Beyond the Big Three, I'd recommend reading a lot of anthologies and following those authors who intrigue you. Things like Healy/McComas'
Adventures in Space and Time, Boucher's
A Treasury of Great Science Fiction, and so on. There's also an Asimov/Greenberg series of retro-anthologies covering 1939-1963. And one of the best series for the purpose that you can get into is a 70s series from Ballantine called
The Best of <Author>. This takes the broad-church definition of authors who published their first story 1950 or before, with some notable omissions. Some, like Heinlein and Asimov, can be explained like Elizabethan poetry anthologies "exclusive of Spenser and Shakespeare" where you're just assumed to have the works of those authors but others, like Simak, are a bit harder to figure. Still, the authors in that series are Stanley G. Weinbaum (30s), Fritz Leiber, Frederik Pohl, Henry Kuttner, Cordwainer Smith, C.L. Moore, John W. Campbell (30s), C.M. Kornbluth, P.K. Dick, Frederic Brown, Edmond Hamilton, Leigh Brackett, Robert Bloch, Murray Leinster, L. Sprague de Camp, Jack Williamson, Raymond Z. Gallun, Lester del Rey, Eric Frank Russell, Hal Clement, and James Blish.
To that, I'd add at least Bradbury (not a huge fan, but can't do without
The Martian Chronicles,
Fahrenheit 451, and a selection of stories), Doc Smith (if you want to understand modern SF, that includes the New Space Opera, and so you need to know the old Space Opera - the Skylark series but, especially, the Lensman series), and Theodore Sturgeon (someone like Asimov and Heinlein, where you need something like the complete works - more than just a single selection).

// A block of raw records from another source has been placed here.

use minewarp_protocol::{
    BoardRequest, BoardResponse, CELL_FLAG, CELL_SAFE, CELL_UNKNOWN, EndgameResponse,
};
use ndarray::Array2;
use serde::{Deserialize, Serialize};

use crate::*;

/// What a single cell tells the solver. Integers only appear in [`BoardQuery::to_request`].
#[derive(Copy, Clone, Debug, PartialEq, Eq, Serialize, Deserialize)]
pub enum WireCell {
    Count(u8),
    Unknown,
    Flagged,
    /// Revealed cell whose adjacency constraint the solver should ignore.
    DontCare,
    /// Hypothetical: assume this hidden cell is safe.
    ForceSafe,
    /// Hypothetical: assume this hidden cell is a mine.
    ForceMine,
}

impl WireCell {
    pub const fn to_wire(self) -> i32 {
        match self {
            Self::Count(count) => count as i32,
            Self::Unknown => CELL_UNKNOWN,
            Self::Flagged | Self::ForceMine => CELL_FLAG,
            Self::DontCare | Self::ForceSafe => CELL_SAFE,
        }
    }

    /// Cells that were hidden from the player when the board was encoded.
    pub const fn is_hidden(self) -> bool {
        matches!(self, Self::Unknown | Self::Flagged)
    }
}

#[derive(Copy, Clone, Debug, PartialEq, Eq, Serialize, Deserialize, Default)]
pub enum FlagSemantics {
    /// Player flags are sent as certain mines. A wrong flag makes the board infeasible.
    Strict,
    /// Player flags are sent as unknown cells.
    #[default]
    Soft,
}

/// A board encoded for the solver, together with the mine count it must satisfy.
#[derive(Clone, Debug, PartialEq, Serialize, Deserialize)]
pub struct BoardQuery {
    cells: Array2<WireCell>,
    mine_count: CellCount,
}

impl BoardQuery {
    pub fn new(cells: Array2<WireCell>, mine_count: CellCount) -> Self {
        Self { cells, mine_count }
    }

    pub fn from_board(board: &Board, flags: FlagSemantics) -> Self {
        let cells = Array2::from_shape_fn(board.size().to_nd_index(), |(row, col)| {
            // indices come from a board of at most 255x255
            let cell = board.cell((row as Coord, col as Coord));
            match (cell.visibility, cell.truth) {
                (Visibility::Revealed, Truth::Count(count)) => WireCell::Count(count),
                (Visibility::Revealed, Truth::Mine) => WireCell::ForceMine,
                (Visibility::Flagged, _) => match flags {
                    FlagSemantics::Strict => WireCell::Flagged,
                    FlagSemantics::Soft => WireCell::Unknown,
                },
                (Visibility::Unrevealed, _) => WireCell::Unknown,
            }
        });
        Self::new(cells, board.mine_count())
    }

    pub fn size(&self) -> Coord2 {
        grid_size(&self.cells)
    }

    pub fn mine_count(&self) -> CellCount {
        self.mine_count
    }

    pub fn cell(&self, coords: Coord2) -> WireCell {
        self.cells[coords.to_nd_index()]
    }

    pub fn set_cell(&mut self, coords: Coord2, cell: WireCell) {
        self.cells[coords.to_nd_index()] = cell;
    }

    pub fn with_cell(mut self, coords: Coord2, cell: WireCell) -> Self {
        self.set_cell(coords, cell);
        self
    }

    pub fn has_hidden_cells(&self) -> bool {
        self.cells.iter().any(|cell| cell.is_hidden())
    }

    pub fn to_request(&self) -> BoardRequest {
        let (rows, cols) = self.size();
        BoardRequest {
            rows: rows.into(),
            cols: cols.into(),
            board: self.cells.iter().map(|cell| cell.to_wire()).collect(),
            mines: self.mine_count.into(),
        }
    }

    pub fn decode_board(&self, response: BoardResponse) -> Result<BoardSolution, SolverError> {
        if !response.feasible {
            return Ok(BoardSolution {
                feasible: false,
                probabilities: None,
                endgame_eligible: response.endgame_eligible,
            });
        }

        let expected = self.cells.len();
        if response.probabilities.len() != expected {
            return Err(SolverError::ShapeMismatch {
                expected,
                actual: response.probabilities.len(),
            });
        }

        let mut probabilities =
            Array2::from_shape_vec(self.cells.raw_dim(), response.probabilities).map_err(|_| {
                SolverError::ShapeMismatch {
                    expected,
                    actual: expected,
                }
            })?;

        for (coords, value) in iter_coords(self.size()).zip(probabilities.iter_mut()) {
            if !value.is_finite() {
                return Err(SolverError::NonFinite(coords));
            }
            *value = value.clamp(0.0, 100.0);
        }

        Ok(BoardSolution {
            feasible: true,
            probabilities: Some(probabilities),
            endgame_eligible: response.endgame_eligible,
        })
    }

    pub fn decode_endgame(
        &self,
        response: EndgameResponse,
    ) -> Result<EndgameSolution, SolverError> {
        if !response.feasible {
            return Ok(EndgameSolution::default());
        }

        if !response.win_probability.is_finite() {
            return Err(SolverError::NonFiniteWinProbability);
        }

        let best_move = response
            .best_move
            .map(|wire| {
                let coords = (
                    Coord::try_from(wire.row).ok(),
                    Coord::try_from(wire.col).ok(),
                );
                match coords {
                    (Some(row), Some(col)) if in_bounds((row, col), self.size()) => Ok((row, col)),
                    _ => Err(SolverError::MoveOutOfBounds {
                        row: wire.row,
                        col: wire.col,
                    }),
                }
            })
            .transpose()?;

        Ok(EndgameSolution {
            feasible: true,
            win_probability: Some(response.win_probability.clamp(0.0, 1.0)),
            best_move,
        })
    }
}

/// Decoded `solveBoard` result.
#[derive(Clone, Debug, PartialEq)]
pub struct BoardSolution {
    pub feasible: bool,
    /// Mine probability in percent for every cell, present when feasible.
    pub probabilities: Option<Array2<f32>>,
    pub endgame_eligible: bool,
}

impl BoardSolution {
    pub fn probability(&self, coords: Coord2) -> Option<f32> {
        self.probabilities
            .as_ref()
            .map(|probabilities| probabilities[coords.to_nd_index()])
    }
}

/// Decoded `solveEndgame` result.
#[derive(Clone, Debug, PartialEq, Default)]
pub struct EndgameSolution {
    pub feasible: bool,
    pub win_probability: Option<f32>,
    pub best_move: Option<Coord2>,
}

/// Per-cell mine probability shown while analysis is on.
#[derive(Clone, Debug, PartialEq, Serialize, Deserialize)]
pub struct ProbabilityOverlay {
    values: Array2<Option<f32>>,
}

impl ProbabilityOverlay {
    /// Keeps probabilities only for cells that were hidden in `query`.
    pub fn from_solution(query: &BoardQuery, probabilities: &Array2<f32>) -> Self {
        let mut values = probabilities.map(|&value| Some(value));
        for (value, cell) in values.iter_mut().zip(query.cells.iter()) {
            if !cell.is_hidden() {
                *value = None;
            }
        }
        Self { values }
    }

    pub fn size(&self) -> Coord2 {
        grid_size(&self.values)
    }

    pub fn get(&self, coords: Coord2) -> Option<f32> {
        self.values.get(coords.to_nd_index()).copied().flatten()
    }

    pub fn iter(&self) -> impl Iterator<Item = (Coord2, f32)> + '_ {
        iter_coords(self.size()).filter_map(|coords| Some((coords, self.get(coords)?)))
    }
}

/// Whether every undecided (unknown, unflagged) cell sits at exactly 50%.
pub fn all_coin_flips(query: &BoardQuery, probabilities: &Array2<f32>) -> bool {
    let mut undecided = query
        .cells
        .iter()
        .zip(probabilities.iter())
        .filter(|(cell, _)| matches!(cell, WireCell::Unknown))
        .map(|(_, &value)| value)
        .peekable();

    undecided.peek().is_some() && undecided.all(|value| value == 50.0)
}

#[cfg(test)]
mod tests {
    use super::*;
    use minewarp_protocol::WireCoord;

    fn started_board() -> Board {
        let mut board = Board::new(GameConfig::new((2, 3), 1));
        let layout = MineLayout::from_mine_coords((2, 3), &[(0, 0)]).unwrap();
        board.apply_layout(&layout).unwrap();
        board.set_visibility((1, 1), Visibility::Revealed);
        board.set_visibility((1, 2), Visibility::Revealed);
        board.set_visibility((0, 0), Visibility::Flagged);
        board
    }

    #[test]
    fn encodes_row_major_with_sentinels() {
        let query = BoardQuery::from_board(&started_board(), FlagSemantics::Strict);

        let request = query.to_request();

        assert_eq!((request.rows, request.cols, request.mines), (2, 3, 1));
        assert_eq!(request.board, vec![-2, -1, -1, -1, 1, 0]);
        assert!(request.is_well_formed());
    }

    #[test]
    fn soft_flags_are_sent_as_unknown() {
        let query = BoardQuery::from_board(&started_board(), FlagSemantics::Soft);

        assert_eq!(query.cell((0, 0)), WireCell::Unknown);
    }

    #[test]
    fn counterfactual_cells_share_the_solver_sentinels() {
        assert_eq!(WireCell::ForceSafe.to_wire(), WireCell::DontCare.to_wire());
        assert_eq!(WireCell::ForceMine.to_wire(), WireCell::Flagged.to_wire());
        assert_eq!(WireCell::Count(8).to_wire(), 8);
    }

    #[test]
    fn decode_rejects_wrong_length() {
        let query = BoardQuery::from_board(&started_board(), FlagSemantics::Strict);
        let response = BoardResponse {
            feasible: true,
            probabilities: vec![0.0; 5],
            endgame_eligible: false,
        };

        assert_eq!(
            query.decode_board(response),
            Err(SolverError::ShapeMismatch {
                expected: 6,
                actual: 5
            })
        );
    }

    #[test]
    fn decode_clamps_and_rejects_nan() {
        let query = BoardQuery::from_board(&started_board(), FlagSemantics::Strict);
        let clamped = query
            .decode_board(BoardResponse {
                feasible: true,
                probabilities: vec![100.0, 120.0, -3.0, 50.0, 0.0, 0.0],
                endgame_eligible: true,
            })
            .unwrap();

        assert_eq!(clamped.probability((0, 1)), Some(100.0));
        assert_eq!(clamped.probability((0, 2)), Some(0.0));
        assert!(clamped.endgame_eligible);

        let broken = query.decode_board(BoardResponse {
            feasible: true,
            probabilities: vec![0.0, f32::NAN, 0.0, 0.0, 0.0, 0.0],
            endgame_eligible: false,
        });
        assert_eq!(broken, Err(SolverError::NonFinite((0, 1))));
    }

    #[test]
    fn infeasible_decodes_without_probabilities() {
        let query = BoardQuery::from_board(&started_board(), FlagSemantics::Strict);

        let solution = query
            .decode_board(BoardResponse {
                feasible: false,
                probabilities: Vec::new(),
                endgame_eligible: false,
            })
            .unwrap();

        assert!(!solution.feasible);
        assert_eq!(solution.probabilities, None);
    }

    #[test]
    fn overlay_only_covers_hidden_cells() {
        let query = BoardQuery::from_board(&started_board(), FlagSemantics::Strict);
        let probabilities =
            Array2::from_shape_vec([2, 3], vec![100.0, 25.0, 25.0, 50.0, 0.0, 0.0]).unwrap();

        let overlay = ProbabilityOverlay::from_solution(&query, &probabilities);

        assert_eq!(overlay.get((0, 0)), Some(100.0));
        assert_eq!(overlay.get((0, 1)), Some(25.0));
        assert_eq!(overlay.get((1, 1)), None);
        assert_eq!(overlay.get((5, 5)), None);
        assert_eq!(overlay.iter().count(), 4);
    }

    #[test]
    fn coin_flips_ignore_flags() {
        let query = BoardQuery::from_board(&started_board(), FlagSemantics::Strict);
        let even =
            Array2::from_shape_vec([2, 3], vec![100.0, 50.0, 50.0, 50.0, 0.0, 0.0]).unwrap();
        let uneven =
            Array2::from_shape_vec([2, 3], vec![100.0, 50.0, 25.0, 50.0, 0.0, 0.0]).unwrap();

        assert!(all_coin_flips(&query, &even));
        assert!(!all_coin_flips(&query, &uneven));
    }

    #[test]
    fn endgame_decode_validates_move() {
        let query = BoardQuery::from_board(&started_board(), FlagSemantics::Strict);

        let solution = query
            .decode_endgame(EndgameResponse {
                feasible: true,
                win_probability: 1.5,
                best_move: Some(WireCoord { row: 0, col: 2 }),
            })
            .unwrap();
        assert_eq!(solution.best_move, Some((0, 2)));
        assert_eq!(solution.win_probability, Some(1.0));

        let outside = query.decode_endgame(EndgameResponse {
            feasible: true,
            win_probability: 0.5,
            best_move: Some(WireCoord { row: 2, col: 0 }),
        });
        assert_eq!(outside, Err(SolverError::MoveOutOfBounds { row: 2, col: 0 }));
    }
}
//! Warp variant: energy economy and counterfactual mine rewrites.

pub use cost::*;
pub use energy::*;
pub use planner::*;
pub use state::*;

mod cost;
mod energy;
mod planner;
mod state;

The LoA set is great but is, of course, missing some titles and skips the 40s altogether. Some more random titles:
Clement -
Mission of Gravity
Hamilton -
The Star Kings
Leiber -
Gather Darkness,
The Big Time
Leinster -
Colonial Survey (aka
The Planet Explorer)
van Vogt -
Slan,
The Weapon Makers,
The World of Null-A,
The Voyage of the Space Beagle
Williamson -
The Humanoids (and he also had a major 30s space opera in the Legion of Space series)
I'd also add George O. Smith's
The Complete Venus Equilateral - I personally love them but I imagine many people would not.
Still, if you're interested in the history and influence, I think these "engineers scrawl solutions on the backs of napkins" stories are exemplary of a vital early sub-type.
I'll probably spend the next few days kicking myself for things I've inexplicably forgotten to mention such as specifically getting some Brackett planetary romance fo another major sub-type. But it's an almost inexhaustible reserve of great stuff and all our posts together will only scratch the surface.
Another avenue is to track down biographies or histories by the greats themselves. For instance, Fred Pohl's autobiography,
The Way the Future Was, and del Rey's
The World of Science Fiction: 1926-1976: The History of a Subculture, Asimov's voluminous genre-related non-fiction writings and so on. This will help with who's who and what's what.